Exercise description: Transcribe the entire listing exactly.

Dataset content:
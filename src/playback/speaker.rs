//! Narration through the default output device via cpal.

use crate::error::{AdvisorError, Result};
use crate::playback::decode::{DecodedNarration, resample_linear};
use crate::playback::narration::NarrationOutput;
use cpal::StreamConfig;
use cpal::traits::{DeviceTrait, HostTrait, StreamTrait};
use std::sync::{Arc, Mutex, MutexGuard};

/// Samples at the device rate plus the playhead the callback advances.
struct PlaybackBuffer {
    samples: Vec<f32>,
    position: usize,
    playing: bool,
}

impl PlaybackBuffer {
    fn fill(&mut self, data: &mut [f32], channels: usize) {
        for frame in data.chunks_mut(channels) {
            let sample = if self.playing && self.position < self.samples.len() {
                let sample = self.samples[self.position];
                self.position += 1;
                sample
            } else {
                self.playing = false;
                0.0
            };
            frame.fill(sample);
        }
    }
}

/// Narration heard through the speaker. The stream runs for the lifetime of
/// this value and plays silence while paused.
pub struct SpeakerNarration {
    buffer: Arc<Mutex<PlaybackBuffer>>,
    sample_rate: u32,
    duration: f64,
    _stream: cpal::Stream,
}

fn audio_error(message: impl Into<String>) -> AdvisorError {
    AdvisorError::Playback {
        message: message.into(),
    }
}

impl SpeakerNarration {
    /// Open the default output device and queue `narration`, paused.
    ///
    /// # Errors
    ///
    /// Returns an error if no output device is available or the stream
    /// cannot be started.
    pub fn open(narration: &DecodedNarration) -> Result<Self> {
        let host = cpal::default_host();
        let device = host
            .default_output_device()
            .ok_or_else(|| audio_error("no default output device"))?;
        let supported = device
            .default_output_config()
            .map_err(|e| audio_error(format!("cannot query output device: {e}")))?;

        let sample_rate = supported.sample_rate();
        let channels = supported.channels().max(1);
        let stream_config = StreamConfig {
            channels,
            sample_rate,
            buffer_size: cpal::BufferSize::Default,
        };

        let buffer = Arc::new(Mutex::new(PlaybackBuffer {
            samples: resample_linear(&narration.samples, narration.sample_rate, sample_rate),
            position: 0,
            playing: false,
        }));
        let callback_buffer = Arc::clone(&buffer);
        let frame_width = usize::from(channels);

        let stream = device
            .build_output_stream(
                &stream_config,
                move |data: &mut [f32], _info: &cpal::OutputCallbackInfo| {
                    match callback_buffer.lock() {
                        Ok(mut buf) => buf.fill(data, frame_width),
                        Err(_) => data.fill(0.0),
                    }
                },
                |err| eprintln!("advisor: audio output error: {err}"),
                None,
            )
            .map_err(|e| audio_error(format!("cannot open output stream: {e}")))?;
        stream
            .play()
            .map_err(|e| audio_error(format!("cannot start output stream: {e}")))?;

        Ok(Self {
            buffer,
            sample_rate,
            duration: narration.duration_seconds(),
            _stream: stream,
        })
    }

    fn lock(&self) -> MutexGuard<'_, PlaybackBuffer> {
        match self.buffer.lock() {
            Ok(buf) => buf,
            Err(poisoned) => poisoned.into_inner(),
        }
    }
}

impl NarrationOutput for SpeakerNarration {
    fn play(&mut self) {
        let mut buf = self.lock();
        if buf.position >= buf.samples.len() {
            buf.position = 0;
        }
        buf.playing = true;
    }

    fn pause(&mut self) {
        self.lock().playing = false;
    }

    fn seek(&mut self, seconds: f64) {
        if !seconds.is_finite() {
            return;
        }
        let seconds = seconds.clamp(0.0, self.duration);
        let mut buf = self.lock();
        let frame = (seconds * f64::from(self.sample_rate)).round() as usize;
        buf.position = frame.min(buf.samples.len());
    }

    fn position(&self) -> f64 {
        let frame = self.lock().position;
        (frame as f64 / f64::from(self.sample_rate)).min(self.duration)
    }

    fn duration(&self) -> f64 {
        self.duration
    }

    fn is_playing(&self) -> bool {
        let buf = self.lock();
        buf.playing && buf.position < buf.samples.len()
    }
}

#[cfg(test)]
mod tests {
    use super::*;

    #[test]
    fn test_buffer_fills_every_channel() {
        let mut buf = PlaybackBuffer {
            samples: vec![0.25, 0.5, 0.75],
            position: 0,
            playing: true,
        };
        let mut data = [9.0f32; 4];
        buf.fill(&mut data, 2);
        assert_eq!(data, [0.25, 0.25, 0.5, 0.5]);
        assert_eq!(buf.position, 2);
    }

    #[test]
    fn test_buffer_stops_at_end() {
        let mut buf = PlaybackBuffer {
            samples: vec![0.5],
            position: 0,
            playing: true,
        };
        let mut data = [9.0f32; 3];
        buf.fill(&mut data, 1);
        assert_eq!(data, [0.5, 0.0, 0.0]);
        assert!(!buf.playing);
    }

    #[test]
    fn test_paused_buffer_is_silent() {
        let mut buf = PlaybackBuffer {
            samples: vec![0.5, 0.5],
            position: 0,
            playing: false,
        };
        let mut data = [9.0f32; 2];
        buf.fill(&mut data, 1);
        assert_eq!(data, [0.0, 0.0]);
        assert_eq!(buf.position, 0);
    }
}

Output for this exercise:
filename src/playback/speaker.rs
//! Narration through the default output device via cpal.

use crate::error::{AdvisorError, Result};
use crate::playback::decode::{DecodedNarration, resample_linear};
use crate::playback::narration::NarrationOutput;
use cpal::StreamConfig;
use cpal::traits::{DeviceTrait, HostTrait, StreamTrait};
use std::sync::{Arc, Mutex, MutexGuard};

/// Samples at the device rate plus the playhead the callback advances.
struct PlaybackBuffer {
    samples: Vec<f32>,
    position: usize,
    playing: bool,
}

impl PlaybackBuffer {
    fn fill(&mut self, data: &mut [f32], channels: usize) {
        for frame in data.chunks_mut(channels) {
            let sample = if self.playing && self.position < self.samples.len() {
                let sample = self.samples[self.position];
                self.position += 1;
                sample
            } else {
                self.playing = false;
                0.0
            };
            frame.fill(sample);
        }
    }
}

/// Narration heard through the speaker. The stream runs for the lifetime of
/// this value and plays silence while paused.
pub struct SpeakerNarration {
    buffer: Arc<Mutex<PlaybackBuffer>>,
    sample_rate: u32,
    duration: f64,
    _stream: cpal::Stream,
}

fn audio_error(message: impl Into<String>) -> AdvisorError {
    AdvisorError::Playback {
        message: message.into(),
    }
}

impl SpeakerNarration {
    /// Open the default output device and queue `narration`, paused.
    ///
    /// # Errors
    ///
    /// Returns an error if no output device is available or the stream
    /// cannot be started.
    pub fn open(narration: &DecodedNarration) -> Result<Self> {
        let host = cpal::default_host();
        let device = host
            .default_output_device()
            .ok_or_else(|| audio_error("no default output device"))?;
        let supported = device
            .default_output_config()
            .map_err(|e| audio_error(format!("cannot query output device: {e}")))?;

        let sample_rate = supported.sample_rate();
        let channels = supported.channels().max(1);
        let stream_config = StreamConfig {
            channels,
            sample_rate,
            buffer_size: cpal::BufferSize::Default,
        };

        let buffer = Arc::new(Mutex::new(PlaybackBuffer {
            samples: resample_linear(&narration.samples, narration.sample_rate, sample_rate),
            position: 0,
            playing: false,
        }));
        let callback_buffer = Arc::clone(&buffer);
        let frame_width = usize::from(channels);

        let stream = device
            .build_output_stream(
                &stream_config,
                move |data: &mut [f32], _info: &cpal::OutputCallbackInfo| {
                    match callback_buffer.lock() {
                        Ok(mut buf) => buf.fill(data, frame_width),
                        Err(_) => data.fill(0.0),
                    }
                },
                |err| eprintln!("advisor: audio output error: {err}"),
                None,
            )
            .map_err(|e| audio_error(format!("cannot open output stream: {e}")))?;
        stream
            .play()
            .map_err(|e| audio_error(format!("cannot start output stream: {e}")))?;

        Ok(Self {
            buffer,
            sample_rate,
            duration: narration.duration_seconds(),
            _stream: stream,
        })
    }

    fn lock(&self) -> MutexGuard<'_, PlaybackBuffer> {
        match self.buffer.lock() {
            Ok(buf) => buf,
            Err(poisoned) => poisoned.into_inner(),
        }
    }
}

impl NarrationOutput for SpeakerNarration {
    fn play(&mut self) {
        let mut buf = self.lock();
        if buf.position >= buf.samples.len() {
            buf.position = 0;
        }
        buf.playing = true;
    }

    fn pause(&mut self) {
        self.lock().playing = false;
    }

    fn seek(&mut self, seconds: f64) {
        if !seconds.is_finite() {
            return;
        }
        let seconds = seconds.clamp(0.0, self.duration);
        let mut buf = self.lock();
        let frame = (seconds * f64::from(self.sample_rate)).round() as usize;
        buf.position = frame.min(buf.samples.len());
    }

    fn position(&self) -> f64 {
        let frame = self.lock().position;
        (frame as f64 / f64::from(self.sample_rate)).min(self.duration)
    }

    fn duration(&self) -> f64 {
        self.duration
    }

    fn is_playing(&self) -> bool {
        let buf = self.lock();
        buf.playing && buf.position < buf.samples.len()
    }
}

#[cfg(test)]
mod tests {
    use super::*;

    #[test]
    fn test_buffer_fills_every_channel() {
        let mut buf = PlaybackBuffer {
            samples: vec![0.25, 0.5, 0.75],
            position: 0,
            playing: true,
        };
        let mut data = [9.0f32; 4];
        buf.fill(&mut data, 2);
        assert_eq!(data, [0.25, 0.25, 0.5, 0.5]);
        assert_eq!(buf.position, 2);
    }

    #[test]
    fn test_buffer_stops_at_end() {
        let mut buf = PlaybackBuffer {
            samples: vec![0.5],
            position: 0,
            playing: true,
        };
        let mut data = [9.0f32; 3];
        buf.fill(&mut data, 1);
        assert_eq!(data, [0.5, 0.0, 0.0]);
        assert!(!buf.playing);
    }

    #[test]
    fn test_paused_buffer_is_silent() {
        let mut buf = PlaybackBuffer {
            samples: vec![0.5, 0.5],
            position: 0,
            playing: false,
        };
        let mut data = [9.0f32; 2];
        buf.fill(&mut data, 1);
        assert_eq!(data, [0.0, 0.0]);
        assert_eq!(buf.position, 0);
    }
}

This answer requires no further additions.